Sommaire (Texte et traduction complets de la cantate ici→)

0:00 Sonatine — 2:42 Gottes Zeit ist die allerbeste Zeit (Chœur) — 4:49 Ach, Herr, Lehre uns bedenken (Arioso) — 7:06 Bestelle dein Haus (Aria) — 8:11 Es ist der alte Bund (Chœur et arioso) — 12:00 In deine Hände (Aria) — 14:19 Heute wirst du mit mir im Paradies sein (Arioso) — 17:55 Glorie, Lob, Ehr und Herrlichkeit (Chœur).

Un memento mori vétéro- et néo-testamentaire

Elle comprend deux parties : la première envisage la mort du point de vue de l'Ancien Testament ; la seconde, du point de vue du Nouveau. La séparation de l'ancienne et de la nouvelle alliance détermine la structure symétrique de la cantate.

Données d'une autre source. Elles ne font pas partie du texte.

//! Pagesmith Core Types and Definitions
//!
//! This crate provides the foundational types for describing a UI page as a
//! tree of layout parts. It includes:
//!
//! - **Metadata**: Field, table-column and event descriptors ([`meta`] module)
//! - **Layout tree**: The closed set of part kinds and the root [`layout::Layout`]
//! - **Builder**: Nested-closure assembly of immutable layouts ([`builder`] module)
//! - **Traversal**: Depth-first walks over a layout ([`traverse`] module)
//!
//! # Example
//!
//! ```
//! use pagesmith_core::{builder::layout, meta::FieldMeta, traverse::flatten_leaves};
//!
//! let page = layout("Search", "Search page", |s| {
//!     s.row(|r| {
//!         r.col(8, |c| {
//!             c.input(FieldMeta::new("OrderNo", "Order No"));
//!         });
//!     });
//! });
//!
//! let leaves = flatten_leaves(&page);
//! assert_eq!(leaves.len(), 1);
//! assert!(leaves[0].group().is_empty());
//! ```

pub mod builder;
pub mod layout;
pub mod meta;
pub mod traverse;
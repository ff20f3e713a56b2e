//! Field, table and event metadata.
//!
//! Metadata values are supplied fully formed by the caller and stored
//! verbatim in the layout tree. Nothing here validates lengths, formats or
//! identifiers; downstream generators receive exactly what was declared.

use std::fmt;

use serde::Deserialize;

/// An event binding attached to a field.
///
/// `trigger` is the DOM/component event name (e.g. `click`), `handler` the
/// name of the function that should handle it.
#[derive(Debug, Clone, PartialEq, Eq, Deserialize)]
pub struct EventMeta {
    trigger: String,
    handler: String,
    #[serde(default)]
    description: Option<String>,
}

impl EventMeta {
    /// Create an event binding without a description.
    pub fn new(trigger: impl Into<String>, handler: impl Into<String>) -> Self {
        Self {
            trigger: trigger.into(),
            handler: handler.into(),
            description: None,
        }
    }

    /// Attach a human readable description.
    pub fn with_description(mut self, description: impl Into<String>) -> Self {
        self.description = Some(description.into());
        self
    }

    /// The event name that fires the handler.
    pub fn trigger(&self) -> &str {
        &self.trigger
    }

    /// The handler function name.
    pub fn handler(&self) -> &str {
        &self.handler
    }

    /// Optional description of what the handler does.
    pub fn description(&self) -> Option<&str> {
        self.description.as_deref()
    }
}

/// Descriptor of a single input or button field.
///
/// # Examples
///
/// ```
/// use pagesmith_core::meta::{EventMeta, FieldMeta};
///
/// let search = FieldMeta::new("Search", "Search")
///     .with_events(vec![EventMeta::new("click", "onSearchClick")]);
/// assert_eq!(search.events().len(), 1);
/// ```
#[derive(Debug, Clone, PartialEq, Eq)]
pub struct FieldMeta {
    id: String,
    label: String,
    length: Option<i64>,
    events: Option<Vec<EventMeta>>,
}

impl FieldMeta {
    /// Create a field descriptor with no length and no events.
    pub fn new(id: impl Into<String>, label: impl Into<String>) -> Self {
        Self {
            id: id.into(),
            label: label.into(),
            length: None,
            events: None,
        }
    }

    /// Set the maximum input length.
    pub fn with_length(mut self, length: i64) -> Self {
        self.length = Some(length);
        self
    }

    /// Set the event bindings.
    pub fn with_events(mut self, events: Vec<EventMeta>) -> Self {
        self.events = Some(events);
        self
    }

    pub fn id(&self) -> &str {
        &self.id
    }

    pub fn label(&self) -> &str {
        &self.label
    }

    pub fn length(&self) -> Option<i64> {
        self.length
    }

    /// Event bindings; empty when none were declared.
    pub fn events(&self) -> &[EventMeta] {
        self.events.as_deref().unwrap_or_default()
    }
}

/// The value type of a table column.
#[derive(Debug, Clone, Copy, PartialEq, Eq, Hash)]
pub enum ColumnKind {
    Text,
    Number,
    Date,
    Select,
}

impl fmt::Display for ColumnKind {
    fn fmt(&self, f: &mut fmt::Formatter<'_>) -> fmt::Result {
        let name = match self {
            ColumnKind::Text => "Text",
            ColumnKind::Number => "Number",
            ColumnKind::Date => "Date",
            ColumnKind::Select => "Select",
        };
        f.write_str(name)
    }
}

/// A table column descriptor.
///
/// Every column carries an id, a label and an `editable` flag (`true` unless
/// stated otherwise); each kind adds its own extra.
#[derive(Debug, Clone, PartialEq, Eq)]
pub enum TableColumnMeta {
    Text {
        id: String,
        label: String,
        editable: bool,
        length: Option<i64>,
    },
    /// `length` is the number of digits.
    Number {
        id: String,
        label: String,
        editable: bool,
        length: Option<i64>,
    },
    Date {
        id: String,
        label: String,
        editable: bool,
        format: Option<String>,
    },
    Select {
        id: String,
        label: String,
        editable: bool,
        options: Vec<String>,
    },
}

impl TableColumnMeta {
    /// Editable text column without a length limit.
    pub fn text(id: impl Into<String>, label: impl Into<String>) -> Self {
        Self::Text {
            id: id.into(),
            label: label.into(),
            editable: true,
            length: None,
        }
    }

    /// Editable number column without a digit limit.
    pub fn number(id: impl Into<String>, label: impl Into<String>) -> Self {
        Self::Number {
            id: id.into(),
            label: label.into(),
            editable: true,
            length: None,
        }
    }

    /// Editable date column without a display format.
    pub fn date(id: impl Into<String>, label: impl Into<String>) -> Self {
        Self::Date {
            id: id.into(),
            label: label.into(),
            editable: true,
            format: None,
        }
    }

    /// Editable select column with the given options.
    pub fn select(id: impl Into<String>, label: impl Into<String>, options: Vec<String>) -> Self {
        Self::Select {
            id: id.into(),
            label: label.into(),
            editable: true,
            options,
        }
    }

    /// Return the column with its `editable` flag replaced.
    pub fn with_editable(mut self, value: bool) -> Self {
        match &mut self {
            Self::Text { editable, .. }
            | Self::Number { editable, .. }
            | Self::Date { editable, .. }
            | Self::Select { editable, .. } => *editable = value,
        }
        self
    }

    /// Return the column with its length replaced.
    ///
    /// Only text and number columns carry a length; other kinds are returned
    /// unchanged.
    pub fn with_length(mut self, value: i64) -> Self {
        if let Self::Text { length, .. } | Self::Number { length, .. } = &mut self {
            *length = Some(value);
        }
        self
    }

    /// Return the column with its date format replaced; a no-op for non-date columns.
    pub fn with_format(mut self, value: impl Into<String>) -> Self {
        if let Self::Date { format, .. } = &mut self {
            *format = Some(value.into());
        }
        self
    }

    pub fn id(&self) -> &str {
        match self {
            Self::Text { id, .. }
            | Self::Number { id, .. }
            | Self::Date { id, .. }
            | Self::Select { id, .. } => id,
        }
    }

    pub fn label(&self) -> &str {
        match self {
            Self::Text { label, .. }
            | Self::Number { label, .. }
            | Self::Date { label, .. }
            | Self::Select { label, .. } => label,
        }
    }

    pub fn editable(&self) -> bool {
        match self {
            Self::Text { editable, .. }
            | Self::Number { editable, .. }
            | Self::Date { editable, .. }
            | Self::Select { editable, .. } => *editable,
        }
    }

    pub fn kind(&self) -> ColumnKind {
        match self {
            Self::Text { .. } => ColumnKind::Text,
            Self::Number { .. } => ColumnKind::Number,
            Self::Date { .. } => ColumnKind::Date,
            Self::Select { .. } => ColumnKind::Select,
        }
    }

    /// Length (text) or digit count (number); `None` for other kinds.
    pub fn length(&self) -> Option<i64> {
        match self {
            Self::Text { length, .. } | Self::Number { length, .. } => *length,
            Self::Date { .. } | Self::Select { .. } => None,
        }
    }

    /// Display format of a date column.
    pub fn format(&self) -> Option<&str> {
        match self {
            Self::Date { format, .. } => format.as_deref(),
            _ => None,
        }
    }

    /// Options of a select column; empty for other kinds.
    pub fn options(&self) -> &[String] {
        match self {
            Self::Select { options, .. } => options,
            _ => &[],
        }
    }
}

/// Descriptor of a data table.
#[derive(Debug, Clone, PartialEq, Eq)]
pub struct TableMeta {
    id: String,
    label: String,
    columns: Vec<TableColumnMeta>,
}

impl TableMeta {
    pub fn new(
        id: impl Into<String>,
        label: impl Into<String>,
        columns: Vec<TableColumnMeta>,
    ) -> Self {
        Self {
            id: id.into(),
            label: label.into(),
            columns,
        }
    }

    pub fn id(&self) -> &str {
        &self.id
    }

    pub fn label(&self) -> &str {
        &self.label
    }

    /// Columns in declaration order.
    pub fn columns(&self) -> &[TableColumnMeta] {
        &self.columns
    }
}
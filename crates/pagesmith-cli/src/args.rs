//! Command-line argument definitions for the Pagesmith CLI.
//!
//! This module defines the [`Args`] structure parsed from the command line
//! using [`clap`]. Arguments control the manifest and output paths,
//! configuration file selection and logging verbosity.

use clap::Parser;

/// Command-line arguments for the Pagesmith page compiler
#[derive(Parser, Debug)]
#[command(author, version, about, long_about = None)]
pub struct Args {
    /// Path to the page manifest (TOML)
    #[arg(help = "Path to the page manifest")]
    pub input: String,

    /// Directory that receives components, docs and TypeScript files
    #[arg(short, long, default_value = "out")]
    pub output: String,

    /// Path to configuration file (TOML)
    #[arg(short, long)]
    pub config: Option<String>,

    /// Log level (off, error, warn, info, debug, trace)
    #[arg(long, default_value = "info")]
    pub log_level: String,

    /// Print the root layout's outline to stdout before compiling
    #[arg(long)]
    pub outline: bool,
}
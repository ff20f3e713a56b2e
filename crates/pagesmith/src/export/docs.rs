//! HTML documentation.
//!
//! Two styles are available:
//!
//! - [`catalog_html`] renders the [`DocLayout`] tree produced by a generation
//!   run: one card per layout with its field records, nested sub-layout
//!   cards inside.
//! - [`grouped_html`] renders layouts directly: one section per layout with
//!   its leaves bucketed by group path (tabs, panes, sub-layouts).
//!
//! Output contains no timestamps, so identical input gives identical bytes.

use std::rc::Rc;

use pagesmith_core::{
    layout::Layout,
    traverse::{self, LeafEntry},
};

use super::escape_html;
use crate::project::docs::{DocColumn, DocEvent, DocField, DocLayout};

const FOOTER: &str = "Generated by pagesmith";

fn page_head(out: &mut String, title: &str, heading: &str, heading_class: &str) {
    out.push_str(&format!(
        r#"<!DOCTYPE html>
<html lang="ja">
<head>
  <meta charset="UTF-8">
  <title>{title}</title>
  <meta name="viewport" content="width=device-width,initial-scale=1">
  <script src="https://cdn.tailwindcss.com"></script>
</head>
<body class="bg-slate-50 text-slate-800">
  <div class="max-w-3xl mx-auto py-10 px-4">
    <h1 class="{heading_class}">{heading}</h1>
"#
    ));
}

fn page_tail(out: &mut String) {
    out.push_str(&format!(
        r#"    <footer class="mt-10 text-right text-xs text-gray-400">{FOOTER}</footer>
  </div>
</body>
</html>
"#
    ));
}

/// Catalog of a generated layout and its sub-layouts.
pub fn catalog_html(root: &DocLayout) -> String {
    let mut out = String::new();
    page_head(
        &mut out,
        "UI Component Documentation",
        "UI Page &amp; Component Catalog",
        "text-3xl font-bold mb-8 text-blue-700",
    );
    write_layout_card(&mut out, root, 0);
    page_tail(&mut out);
    out
}

fn write_layout_card(out: &mut String, layout: &DocLayout, level: usize) {
    let indent = if level == 0 { "" } else { " ml-10" };
    out.push_str(&format!(
        "<div class=\"bg-white rounded-xl shadow p-6 mb-8 border-l-8 border-blue-400{indent}\">\n"
    ));
    out.push_str(&format!(
        "  <div class=\"flex items-center mb-2\">\n    \
         <span class=\"text-xl font-semibold\">{}</span>\n    \
         <span class=\"ml-4 text-gray-500 text-base\">({})</span>\n    \
         <span class=\"ml-3 px-3 py-1 bg-blue-400 text-white rounded-full text-xs\">{}</span>\n  \
         </div>\n",
        escape_html(&layout.title),
        escape_html(&layout.id),
        escape_html(&layout.provider),
    ));

    if layout.fields.is_empty() {
        out.push_str("  <div class=\"text-gray-400 mb-2\">(No fields/components in this layout)</div>\n");
    } else {
        out.push_str(
            "  <table class=\"table-auto w-full bg-slate-50 rounded mb-4 text-sm\">\n    \
             <thead>\n      <tr>\n        \
             <th class=\"text-left py-2 px-3 bg-blue-50\">Type</th>\n        \
             <th class=\"text-left py-2 px-3 bg-blue-50\">ID</th>\n        \
             <th class=\"text-left py-2 px-3 bg-blue-50\">Label</th>\n        \
             <th class=\"text-left py-2 px-3 bg-blue-50\">Columns</th>\n        \
             <th class=\"text-left py-2 px-3 bg-blue-50\">Events</th>\n      \
             </tr>\n    </thead>\n    <tbody>\n",
        );
        for field in &layout.fields {
            write_field_row(out, field, 0);
        }
        out.push_str("    </tbody>\n  </table>\n");
    }

    for sub in &layout.sub_layouts {
        write_layout_card(out, sub, level + 1);
    }
    out.push_str("</div>\n");
}

fn write_field_row(out: &mut String, field: &DocField, depth: usize) {
    out.push_str("      <tr>\n");
    out.push_str(&format!(
        "        <td class='py-1 px-2'><span class='px-2 py-1 rounded bg-indigo-100 text-indigo-700 font-bold text-xs'>{}</span></td>\n",
        field.kind
    ));
    out.push_str(&format!(
        "        <td class='py-1 px-2'>{}</td>\n",
        escape_html(&field.id)
    ));
    out.push_str(&format!(
        "        <td class='py-1 px-2' style='padding-left: {}rem'>{}</td>\n",
        0.5 + depth as f32 * 1.5,
        escape_html(&field.label)
    ));

    if field.columns.is_empty() {
        out.push_str("        <td class='py-1 px-2'>-</td>\n");
    } else {
        write_columns(out, &field.columns);
    }

    if field.events.is_empty() {
        out.push_str("        <td class='py-1 px-2'>-</td>\n");
    } else {
        write_events(out, &field.events);
    }
    out.push_str("      </tr>\n");

    for child in &field.children {
        write_field_row(out, child, depth + 1);
    }
}

fn write_columns(out: &mut String, columns: &[DocColumn]) {
    out.push_str(
        "        <td class='py-1 px-2'>\n          \
         <table class='border border-blue-100 rounded w-full text-xs'>\n            \
         <thead><tr>\
         <th class=\"py-1 px-2 bg-blue-50\">ID</th>\
         <th class=\"py-1 px-2 bg-blue-50\">Label</th>\
         <th class=\"py-1 px-2 bg-blue-50\">Type</th>\
         <th class=\"py-1 px-2 bg-blue-50\">Editable</th>\
         </tr></thead>\n            <tbody>\n",
    );
    for column in columns {
        out.push_str(&format!(
            "              <tr><td class='py-1 px-2'>{}</td><td class='py-1 px-2'>{}</td>\
             <td class='py-1 px-2'>{}</td><td class='py-1 px-2'>{}</td></tr>\n",
            escape_html(&column.id),
            escape_html(&column.label),
            column.kind,
            if column.editable { "✔️" } else { "❌" },
        ));
    }
    out.push_str("            </tbody>\n          </table>\n        </td>\n");
}

fn write_events(out: &mut String, events: &[DocEvent]) {
    out.push_str("        <td class='py-1 px-2'>\n");
    for event in events {
        out.push_str(&format!(
            "          <div class='mb-1'><span class='inline-block bg-blue-100 text-blue-700 rounded px-2 py-0.5 text-xs font-mono' \
             title=\"{}\">@{}</span><span class='ml-1'>{}</span></div>\n",
            escape_html(event.description.as_deref().unwrap_or("")),
            escape_html(&event.trigger),
            escape_html(&event.handler),
        ));
    }
    out.push_str("        </td>\n");
}

/// Layouts with their leaves grouped by tab, pane and sub-layout.
pub fn grouped_html(layouts: &[Rc<Layout>]) -> String {
    let mut out = String::new();
    page_head(
        &mut out,
        "UI構成ドキュメント",
        "UIレイアウト構成ドキュメント",
        "text-2xl font-bold mb-8 text-blue-700",
    );

    for layout in layouts {
        out.push_str(&format!(
            "    <section class=\"mb-12\">\n      \
             <div class=\"mb-4 p-4 bg-blue-100 border-l-8 border-blue-400 shadow rounded-xl\">\n        \
             <h2 class=\"text-xl font-bold text-blue-700 mb-2\">{}</h2>\n        \
             <div class=\"text-gray-400 text-sm mb-2\">{}</div>\n      \
             </div>\n",
            escape_html(layout.title()),
            escape_html(layout.id()),
        ));
        let entries = traverse::flatten_leaves(layout);
        write_group(&mut out, &[], &entries, 0);
        out.push_str("    </section>\n");
    }

    page_tail(&mut out);
    out
}

fn write_group(out: &mut String, path: &[String], entries: &[LeafEntry<'_>], level: usize) {
    if let Some(last) = path.last() {
        let margin = if level <= 1 { "0" } else { "6" };
        out.push_str(&format!(
            "      <div class=\"mt-{margin} mb-2 text-lg font-bold text-blue-700\">{}{}</div>\n",
            "\u{3000}".repeat(level.saturating_sub(1)),
            escape_html(last),
        ));
    }

    let in_group: Vec<&LeafEntry<'_>> = traverse::entries_in(entries, path).collect();
    if !in_group.is_empty() {
        out.push_str(
            "      <table class=\"table-auto w-full mb-4 shadow bg-white rounded-xl\">\n        \
             <thead><tr>\
             <th class=\"bg-blue-50 text-left py-2 px-4 rounded-tl-xl\">構成</th>\
             <th class=\"bg-blue-50 text-left py-2 px-4\">タイプ</th>\
             </tr></thead>\n        <tbody>\n",
        );
        for entry in in_group {
            let kind = entry.part().kind();
            out.push_str(&format!(
                "          <tr><td class=\"py-2 px-4 font-mono text-blue-800\">{kind} \
                 <span class='text-xs text-gray-500'>({})</span></td>\
                 <td class=\"py-2 px-4\">{kind}</td></tr>\n",
                escape_html(entry.id()),
            ));
        }
        out.push_str("        </tbody>\n      </table>\n");
    }

    for label in traverse::subgroups(entries, path) {
        let mut next = path.to_vec();
        next.push(label.to_string());
        write_group(out, &next, entries, level + 1);
    }
}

  • La première partie expose l'ancienne alliance (Es ist der Alte Bund) : la mort est inévitable, l'Homme doit mourir (Mensch, du mußt sterben), au temps choisi par Dieu (zur rechten Zeit, wenn er will). L'Homme doit s'y préparer. C'est ici que la sentence d'Is 38,1 résonne avec force, comme expression caractéristique de l'antique conception de la mort : « — Mets en ordre ta maison car tu vas mourir et tu ne vivras pas » (Bestelle dein Haus, denn du wirst sterben und nicht lebendig bleiben). Cette première partie s'achève sur un appel au Messie, pris en Ap 22,20 : « — Oui, viens, Seigneur Jésus, viens ! » (Ja, komm, Herr Jesu, komm !).
  • La seconde partie expose la « nouvelle alliance ». L'exemple de la mort du Christ en croix  « — Je remets mon esprit entre tes mains » (In deine Hände befehl ich meinen Geist) - est offerte à l'homme sauvé (Du hast mich erlöset). Désormais, la mort de l'homme mène à sa résurrection au Paradis : « — Aujourd'hui tu seras avec moi dans le Paradis » (Heute wirst du mit mir in Paradies sein Lc 23,43). Ainsi envisagée en Jésus-Christ, la mort peut être acceptée avec paix et joie et l'homme peut faire siennes les paroles du vieillard Siméon : « — Dans la paix et dans la joie je m'en vais » (Mit Fried und Freud ich fahr dahin Lc 2,29-32).